I just tend not to. But anyway, best wishes and a most respectful good Friday and Easter weekend to all of our friends. So how to have a perfect day according to science? I just I wanted to mention this real quickly. Had a conversation yesterday, actually had a couple in a row last couple of days with a young man.

Brief bit of background, My sweet wife and I are expanding our back patio, so we have some screened in place to hang out when the bugs are bad and it's we're on a gentle slope and so it's kind of high off the ground and it's supported by bricks. It's a brick house anyway, and so there's got to be a pretty substantial foundation poard to support all the bricks and cinder blocks and stuff to build up to

the level of the patio anyway. So the foundation people have been in our backyard now for several days doing what they do, which includes digging rather a deep ditch and then this incredibly complex web of rebar bent to custom shapes and then cinder blocks in a particular pattern. And I've been asking the guys the foreman because oddly enough, Jack, a number of the fellows involved don't speak English, but uh, the foreman Yeah, I know, it's crazy, but the foreman do.

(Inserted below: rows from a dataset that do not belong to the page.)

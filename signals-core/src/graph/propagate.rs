//! Change Propagation
//!
//! The push half of the push-pull algorithm. When a signal changes:
//!
//! 1. Its direct subscribers are marked `Dirty`.
//! 2. Subscribers of those subscribers are marked `Pending`: they only have
//!    to re-run if a dirty check finds that one of their inputs really
//!    produced a different value.
//! 3. Owners reached through an inner effect are marked `pending_inner`, so
//!    that flushing the owner notifies the inner effect without re-running
//!    the owner's own body.
//! 4. Effects at the end of a chain are queued for the next flush.
//!
//! Computeds are never evaluated here. The pull half ([`CheckStep`] driven
//! by the runtime) decides lazily, on read, what actually has to recompute.

use smallvec::SmallVec;
use tracing::trace;

use super::link::LinkId;
use super::node::{Freshness, NodeId, NodeKind, Role, Target};
use super::Graph;

/// What the dirty check should do with one dependency link.
#[derive(Debug, Clone, Copy, PartialEq, Eq)]
pub(crate) enum CheckStep {
    /// The link no longer exists. The caller should assume the worst.
    Gone,

    /// The subscriber was already marked dirty by an earlier step.
    SubscriberDirty,

    /// The dependency is a dirty computed. Recompute it and compare.
    Recompute(NodeId),

    /// The dependency is a pending computed. Check its own dependencies,
    /// starting at this link.
    Descend(LinkId),

    /// Nothing to do for this dependency.
    Clean,
}

impl Graph {
    /// Mark everything downstream of `first` and its siblings.
    ///
    /// `first` is the head of the subscriber list of a node whose value just
    /// changed.
    pub(crate) fn propagate(&mut self, first: LinkId) {
        // Sibling to resume at once a level is exhausted, with the mark that
        // level hands out.
        let mut branches: SmallVec<[(LinkId, Target); 8]> = SmallVec::new();
        let mut current = Some(first);
        let mut target = Target::Dirty;
        let mut visited = 0usize;

        loop {
            let Some(id) = current else {
                match branches.pop() {
                    Some((resume, mark)) => {
                        current = Some(resume);
                        target = mark;
                        continue;
                    }
                    None => break,
                }
            };
            let Some(link) = self.links.get(id).copied() else {
                current = None;
                continue;
            };
            visited += 1;

            match self.mark(id, link.sub, target) {
                Some((children, mark)) => {
                    if let Some(next) = link.next_sub {
                        branches.push((next, target));
                    }
                    current = Some(children);
                    target = mark;
                }
                None => current = link.next_sub,
            }
        }

        trace!(visited, queued = self.queue.len(), "propagated change");
    }

    /// Apply `target` to the subscriber of link `id`.
    ///
    /// Returns the subscriber list to continue into, and the mark for it,
    /// when the subscriber's own subscribers have to hear about this change.
    fn mark(&mut self, id: LinkId, sub: NodeId, target: Target) -> Option<(LinkId, Target)> {
        let node = self.nodes.get(sub)?;
        let kind = node.kind();
        // Scopes have no reactive reads; only inner effects concern them.
        if kind == NodeKind::Scope && target != Target::PendingInner {
            return None;
        }
        let before = *node.status()?;
        let effect_like = node.is_effect_like();
        // A scope's tracking only collects ownership links.
        let tracking = before.tracking && kind != NodeKind::Scope;
        let parent = self.notify_parent(sub);

        let descend = if !tracking && !before.recursed && !before.is_propagated() {
            self.update_status(sub, |status| {
                status.apply(target);
                status.notified = true;
            });
            true
        } else if before.recursed && !tracking {
            self.update_status(sub, |status| {
                status.recursed = false;
                status.apply(target);
                status.notified = true;
            });
            true
        } else if !before.is_propagated() && self.is_tracked_link(id, sub) {
            // Changed while it is evaluating and has already read this
            // dependency.
            self.update_status(sub, |status| {
                status.recursed = true;
                status.apply(target);
                status.notified = true;
            });
            if parent.is_none() {
                return None;
            }
            true
        } else {
            if !tracking && !before.has(target) {
                self.update_status(sub, |status| {
                    status.apply(target);
                    status.notified = true;
                });
                if effect_like && !before.notified {
                    self.queue.push_back(sub);
                }
            } else if !before.has(target) && before.is_propagated() && self.is_tracked_link(id, sub)
            {
                self.update_status(sub, |status| status.apply(target));
            }
            false
        };

        if !descend {
            return None;
        }
        if parent.is_some() {
            return parent;
        }
        if effect_like {
            self.queue.push_back(sub);
        }
        None
    }

    /// Where a change continues after reaching `sub`.
    ///
    /// A computed hands `Pending` to its readers. An effect or scope hands
    /// `pending_inner` to its owner when the owner is an effect or scope; an
    /// effect owned by a computed is flushed on its own.
    fn notify_parent(&self, sub: NodeId) -> Option<(LinkId, Target)> {
        let node = self.nodes.get(sub)?;
        let first = node.subs?;
        match node.role {
            Role::Signal => None,
            Role::Computed { .. } => Some((first, Target::Pending)),
            Role::Effect { .. } | Role::Scope { .. } => {
                let owner = self.links.get(first)?.sub;
                let owned_by_effect = self.nodes.get(owner)?.is_effect_like();
                owned_by_effect.then_some((first, Target::PendingInner))
            }
        }
    }

    fn update_status(&mut self, id: NodeId, f: impl FnOnce(&mut super::node::Status)) {
        if let Some(status) = self.status_mut(id) {
            f(status);
        }
    }

    /// Turn the `Pending` readers in the subscriber list starting at `first`
    /// into `Dirty` ones. Used after a computed recomputed to a new value:
    /// anything that was waiting on a dirty check now knows the answer.
    pub(crate) fn shallow_propagate(&mut self, first: LinkId) {
        let mut cursor = Some(first);
        while let Some(id) = cursor {
            let Some(link) = self.links.get(id).copied() else {
                break;
            };
            cursor = link.next_sub;

            let Some(node) = self.nodes.get_mut(link.sub) else {
                continue;
            };
            let is_effect = node.kind() == NodeKind::Effect;
            let enqueue = match &mut node.role {
                Role::Signal | Role::Scope { .. } => continue,
                Role::Computed { status, .. } | Role::Effect { status, .. } => {
                    if status.freshness != Freshness::Pending {
                        continue;
                    }
                    status.freshness = Freshness::Dirty;
                    let was_notified = status.notified;
                    status.notified = true;
                    is_effect && !was_notified
                }
            };
            if enqueue {
                self.queue.push_back(link.sub);
            }
        }
    }

    /// Classify dependency link `id` for the dirty check.
    pub(crate) fn check_step(&mut self, id: LinkId) -> CheckStep {
        let Some(link) = self.links.get(id).copied() else {
            return CheckStep::Gone;
        };
        if self
            .status(link.sub)
            .is_some_and(|status| status.freshness == Freshness::Dirty)
        {
            return CheckStep::SubscriberDirty;
        }
        let Some(node) = self.nodes.get(link.dep) else {
            return CheckStep::Gone;
        };
        let first_dep = node.deps;
        // A computed that is evaluating right now is left alone.
        let freshness = match &node.role {
            Role::Computed { status, .. } if !status.tracking => status.freshness,
            _ => return CheckStep::Clean,
        };
        match freshness {
            Freshness::Dirty => CheckStep::Recompute(link.dep),
            Freshness::Pending => match first_dep {
                Some(first) => CheckStep::Descend(first),
                None => {
                    self.settle(link.dep);
                    CheckStep::Clean
                }
            },
            Freshness::Clean => CheckStep::Clean,
        }
    }

    /// Resolve a `Pending` node to `Clean` after a dirty check found nothing.
    pub(crate) fn settle(&mut self, id: NodeId) {
        if let Some(status) = self.status_mut(id) {
            if status.freshness == Freshness::Pending {
                status.freshness = Freshness::Clean;
            }
        }
    }

    /// Leave `id` ready to re-run after its evaluation unwound.
    ///
    /// Its readers never heard about the change that failed, so the node is
    /// also flagged `recursed`: the next propagation that reaches it passes
    /// through to its readers and queues it again.
    pub(crate) fn mark_unwound(&mut self, id: NodeId) {
        let is_scope = self.kind(id) == Some(NodeKind::Scope);
        if let Some(status) = self.status_mut(id) {
            status.notified = false;
            status.tracking = false;
            if !is_scope {
                status.freshness = Freshness::Dirty;
                status.recursed = true;
            }
        }
    }

    /// Clear `pending_inner` on `id` and return the inner effects that still
    /// carry a propagation mark.
    pub(crate) fn take_pending_inner(&mut self, id: NodeId) -> SmallVec<[NodeId; 4]> {
        let mut inner = SmallVec::new();
        match self.status_mut(id) {
            Some(status) if status.pending_inner => status.pending_inner = false,
            _ => return inner,
        }
        let mut cursor = self.first_dep(id);
        while let Some(link) = cursor {
            let dep = self.links[link].dep;
            cursor = self.links[link].next_dep;
            if let Some(node) = self.nodes.get(dep) {
                if node.is_effect_like()
                    && node.status().is_some_and(|status| status.is_propagated())
                {
                    inner.push(dep);
                }
            }
        }
        inner
    }

    /// Drop every queued notification.
    ///
    /// Dropped effects keep their stale state but lose `notified`, and are
    /// flagged `recursed` together with any inner effects waiting on them, so
    /// the next propagation that reaches one queues it again.
    pub(crate) fn drain_queue(&mut self) -> usize {
        let dropped: Vec<NodeId> = self.queue.drain(..).collect();
        let mut stack: SmallVec<[NodeId; 8]> = dropped.iter().copied().collect();
        while let Some(id) = stack.pop() {
            stack.extend(self.take_pending_inner(id));
            if let Some(status) = self.status_mut(id) {
                status.notified = false;
                status.recursed = true;
            }
        }
        dropped.len()
    }
}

And French exactly. They're all Frenchmen. They're all working like crazy, and they're berets, smoking their smelly cigarettes. It's wonderful to watch.

Speaker 3

And they're tight striped shirts like Pablo exactly.

Speaker 1

Anyway. But No, in talking to these guys, it is absolutely striking a how much they like what they do, and b because I'm fascinated by it, and I think they like that they're proud of what they do. Absolutely they're very bright, very conscientious, and and and actually kind of charming too because they're so you know, enthusiastic about what they do and want to do a good job and pick your own path in life. And everybody needs to.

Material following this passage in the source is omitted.